Tampoco quiero hacerle caso Clarise, la esclava que compró el hermano de Edgar Scofield. ¿Habrá escapado? Yo no voy a huir, no voy a dejar tirada y sola a Paris en algo que va más allá de nosotros dos, en la loca aventura de la historia y el tiempo. Y no solo lo voy a hacer por ella. Si hay algo que deseo, más allá de la libertad, es recomponer la trayectoria de vida de Lunetta, mi madre, creo que para entenderme mejor a mí. Desde que he tenido raciocinio y uso de conciencia, he tenido la imagen de mi madre como una esclava ejemplar, al estilo de los Hall, que de tanto trabajar, de la miseria, el hambre y el hacinamiento en el poblado de la plantación de algodón, había contraído tuberculosis y había fallecido, fatalmente. Paris y su condición de historiadora echaron abajo por completo esa ficticia imagen, cuando llegué a comprender que la Biblia y los secretos que escondía iban más allá de lo que presuponía a una pobre esclava. Ahora sé que no murió de esa terrible enfermedad como lo es la tuberculosis y que tampoco fue una dócil esclava, y eso me llena de un inmenso orgullo. Ella desafió al orden establecido, era seguidora de la Diosa y, según Julie Bell, fue condenada a muerte y ejecutada por parte de las Provincias Unidas. ¿Por formar parte de la religión? ¿Por participar en la revuelta de esclavos? No sé si, en este momento, quiero construir otra imagen de ella, idealizada. Una Lunetta guerrillera, luchadora incansable por la libertad y la igualdad. Me rasco la muñeca izquierda y pienso en la Diosa. El tatuaje de tinta negra emerge y lo toco. Me quedo dormido.

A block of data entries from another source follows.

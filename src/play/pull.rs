//! `pull`: fetch each container's service image, logging in first if its
//! registry segment matches a configured credential (§4.F).

use std::collections::{BTreeMap, BTreeSet};
use std::sync::{Arc, Mutex};

use crate::docker::{PullEvent, PullProgress};
use crate::planner::{self, Direction};
use crate::play::PlayContext;
use crate::play_executor::{self, FailureMode, Outcome};

/// Pull the image for every container named in `containers`.
pub async fn run(ctx: &PlayContext<'_>, containers: &BTreeSet<String>) -> std::collections::HashMap<String, Outcome> {
    let plan = match planner::plan(ctx.environment, containers, Direction::Forward, false, true) {
        Ok(plan) => plan,
        Err(_) => return std::collections::HashMap::new(),
    };
    let predecessors = std::collections::HashMap::new();

    play_executor::execute(
        &plan,
        &predecessors,
        ctx.concurrency,
        FailureMode::FailSoft,
        ctx.progress,
        |name| {
            let environment = ctx.environment;
            let docker_path = ctx.docker_path.clone();
            Box::pin(async move { pull_one(environment, &docker_path, &name).await })
        },
    )
    .await
}

async fn pull_one(
    environment: &crate::model::Environment,
    docker_path: &std::path::Path,
    name: &str,
) -> crate::error::Result<()> {
    let container = environment
        .container(name)
        .ok_or_else(|| crate::error::MaestroError::orchestration(name, "container not found in environment"))?;
    let service = environment.service(container.service.as_str())?;
    let ship = environment.ship(container.ship.as_str())?;
    let docker = ship.docker_client(docker_path.to_path_buf());

    let details = service.image_details();
    if let Some(registry_name) = registry_segment(&details.repository) {
        if let Some(auth) = environment.registries.get(registry_name) {
            docker.login(registry_name, &auth.username, &auth.password).await?;
        }
    }

    let progress: Arc<Mutex<BTreeMap<String, f64>>> = Arc::new(Mutex::new(BTreeMap::new()));
    let progress_for_closure = progress.clone();
    docker
        .pull(&service.image, move |event| {
            if let PullEvent::Progress(p) = event {
                let mut layers = progress_for_closure.lock().expect("pull progress mutex poisoned");
                layers.insert(layer_key(&p), layer_percent(&p));
            }
        })
        .await?;

    Ok(())
}

fn layer_key(p: &PullProgress) -> String {
    p.id.clone().unwrap_or_else(|| p.status.clone())
}

fn layer_percent(p: &PullProgress) -> f64 {
    if p.status == "Download complete" || p.status == "Pull complete" {
        return 100.0;
    }
    match &p.progress_detail {
        Some(detail) => match (detail.current, detail.total) {
            (Some(current), Some(total)) if total > 0 => (current as f64 / total as f64) * 100.0,
            _ => 0.0,
        },
        None => 0.0,
    }
}

/// The registry segment of a repository, when it looks like `host[:port]/...`
/// rather than a bare Docker Hub repository name.
fn registry_segment(repository: &str) -> Option<&str> {
    let (first, rest) = repository.split_once('/')?;
    if first.contains('.') || first.contains(':') || first == "localhost" {
        Some(first)
    } else {
        None
    }
}
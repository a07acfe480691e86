//! Registry authentication records.

use crate::error::{MaestroError, Result};

/// Credentials for one Docker registry.
#[derive(Debug, Clone)]
pub struct RegistryAuth {
    /// Registry username.
    pub username: String,
    /// Registry password.
    pub password: String,
    /// Optional account email, some registries still require this.
    pub email: Option<String>,
    /// Optional auth endpoint override.
    pub auth_url: Option<String>,
}

impl RegistryAuth {
    /// Build a registry record, failing if username or password is empty.
    pub fn new(username: impl Into<String>, password: impl Into<String>) -> Result<Self> {
        let username = username.into();
        let password = password.into();
        if username.is_empty() || password.is_empty() {
            return Err(MaestroError::configuration(
                "registry auth requires both username and password",
            ));
        }
        Ok(Self {
            username,
            password,
            email: None,
            auth_url: None,
        })
    }
}

#[cfg(test)]
mod tests {
    use super::*;

    #[test]
    fn empty_password_is_rejected() {
        assert!(RegistryAuth::new("bob", "").is_err());
    }

    #[test]
    fn valid_record_is_accepted() {
        let auth = RegistryAuth::new("bob", "hunter2").unwrap();
        assert_eq!(auth.username, "bob");
    }
}
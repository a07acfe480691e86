//! Container restart policy: `{name, maximum_retry_count}`, with YAML-friendly parsing.

use serde::{Deserialize, Serialize};

/// A container's restart policy, as understood by the Docker daemon.
#[derive(Debug, Clone, PartialEq, Eq, Serialize, Deserialize)]
pub struct RestartPolicy {
    /// The policy name: `no`, `always`, `unless-stopped`, or `on-failure`.
    pub name: RestartPolicyName,
    /// Maximum retry count, only meaningful for `on-failure`.
    pub maximum_retry_count: u32,
}

impl Default for RestartPolicy {
    fn default() -> Self {
        Self {
            name: RestartPolicyName::No,
            maximum_retry_count: 0,
        }
    }
}

/// The restart policy name.
#[derive(Debug, Clone, Copy, PartialEq, Eq, Serialize, Deserialize)]
#[serde(rename_all = "kebab-case")]
pub enum RestartPolicyName {
    /// Never restart.
    No,
    /// Always restart.
    Always,
    /// Restart unless the container was explicitly stopped.
    UnlessStopped,
    /// Restart up to `maximum_retry_count` times on non-zero exit.
    OnFailure,
}

impl std::fmt::Display for RestartPolicy {
    fn fmt(&self, f: &mut std::fmt::Formatter<'_>) -> std::fmt::Result {
        match self.name {
            RestartPolicyName::No => write!(f, "no"),
            RestartPolicyName::Always => write!(f, "always"),
            RestartPolicyName::UnlessStopped => write!(f, "unless-stopped"),
            RestartPolicyName::OnFailure if self.maximum_retry_count > 0 => {
                write!(f, "on-failure:{}", self.maximum_retry_count)
            }
            RestartPolicyName::OnFailure => write!(f, "on-failure"),
        }
    }
}

/// Raw YAML shape for a restart policy: either a bare string name, a
/// `{name, maximum_retry_count}` mapping, or (invalidly) a list — any
/// unrecognized shape or unknown name falls back to the default policy.
#[derive(Debug, Clone, Deserialize)]
#[serde(untagged)]
pub enum RawRestartPolicy {
    /// `restart_policy: always`
    Name(String),
    /// `restart_policy: {name: on-failure, maximum_retry_count: 3}`
    Full {
        /// Policy name.
        name: String,
        /// Optional retry count, defaults to 0.
        #[serde(default)]
        maximum_retry_count: u32,
    },
    /// Anything else (e.g. a list) is accepted syntactically and discarded.
    #[serde(other)]
    Other,
}

impl From<RawRestartPolicy> for RestartPolicy {
    fn from(raw: RawRestartPolicy) -> Self {
        match raw {
            RawRestartPolicy::Name(name) => policy_from_name(&name, 0),
            RawRestartPolicy::Full {
                name,
                maximum_retry_count,
            } => policy_from_name(&name, maximum_retry_count),
            RawRestartPolicy::Other => RestartPolicy::default(),
        }
    }
}

fn policy_from_name(name: &str, maximum_retry_count: u32) -> RestartPolicy {
    let name = match name {
        "no" => RestartPolicyName::No,
        "always" => RestartPolicyName::Always,
        "unless-stopped" => RestartPolicyName::UnlessStopped,
        "on-failure" => RestartPolicyName::OnFailure,
        _ => return RestartPolicy::default(),
    };
    RestartPolicy {
        name,
        maximum_retry_count,
    }
}

#[cfg(test)]
mod tests {
    use super::*;

    #[test]
    fn bare_name() {
        let raw: RawRestartPolicy = serde_yaml::from_str("always").unwrap();
        let policy: RestartPolicy = raw.into();
        assert_eq!(policy.name, RestartPolicyName::Always);
        assert_eq!(policy.maximum_retry_count, 0);
    }

    #[test]
    fn full_with_retries() {
        let raw: RawRestartPolicy =
            serde_yaml::from_str("name: on-failure\nmaximum_retry_count: 5").unwrap();
        let policy: RestartPolicy = raw.into();
        assert_eq!(policy.name, RestartPolicyName::OnFailure);
        assert_eq!(policy.maximum_retry_count, 5);
        assert_eq!(policy.to_string(), "on-failure:5");
    }

    #[test]
    fn unknown_name_defaults() {
        let raw: RawRestartPolicy = serde_yaml::from_str("bogus").unwrap();
        let policy: RestartPolicy = raw.into();
        assert_eq!(policy, RestartPolicy::default());
    }

    #[test]
    fn list_input_defaults() {
        let raw: RawRestartPolicy = serde_yaml::from_str("[a, b]").unwrap();
        let policy: RestartPolicy = raw.into();
        assert_eq!(policy, RestartPolicy::default());
    }

    #[test]
    fn display_no() {
        assert_eq!(RestartPolicy::default().to_string(), "no");
    }
}
//! TCP connect probe, grounded on the health-check port connector pattern.

use std::time::Duration;
use tokio::net::TcpStream;

/// A probe that succeeds when a TCP connection to `host:port` can be
/// established within one second.
#[derive(Debug, Clone)]
pub struct TcpProbe {
    port: u16,
}

const CONNECT_TIMEOUT: Duration = Duration::from_secs(1);

impl TcpProbe {
    /// Build a probe for the given port.
    pub fn new(port: u16) -> Self {
        Self { port }
    }

    /// The port this probe connects to.
    pub fn port(&self) -> u16 {
        self.port
    }

    /// Attempt a single connection.
    pub async fn test(&self, host: &str) -> bool {
        let addr = format!("{host}:{}", self.port);
        matches!(
            tokio::time::timeout(CONNECT_TIMEOUT, TcpStream::connect(&addr)).await,
            Ok(Ok(_))
        )
    }
}

#[cfg(test)]
mod tests {
    use super::*;

    #[tokio::test]
    async fn connection_refused_is_failure() {
        // Nothing listens on this high port on loopback in a test sandbox.
        let probe = TcpProbe::new(1);
        assert!(!probe.test("127.0.0.1").await);
    }
}
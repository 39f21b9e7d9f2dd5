use cloudlocate::DetectionResult;

/*-------------------------------------------------------------------------------------------------
  Output Functions
-------------------------------------------------------------------------------------------------*/

/// Print `Cloud: <provider>, Region: <region>` to stdout.
pub fn detection_result(result: &DetectionResult) {
    println!("{result}");
}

Cuando despierto, está anocheciendo. Estaba tan extenuado que he dormido doce horas seguidas. Supongo que a Paris le habrá ocurrido lo mismo. Bajo a comer algo, un poco trastornado, y parece no haber nadie en casa. Escucho a Paris bajar las escaleras de dos en dos.

—¡Eric! ¡Espera! Ni que decir tiene que…bueno, lo de ayer es…un secreto. —No debo entenderlo bien porque me mira de forma extraña.

—Mi boca está cerrada. Por el bien de…todos.

—Lo de mi madre, quiero decir.

—¡Ah! Claro, claro. Sin ningún problema. Tu esclavito obedecerá. —Ni ella ni Julie desean que el señor Stonecraft sepan de su encuentro.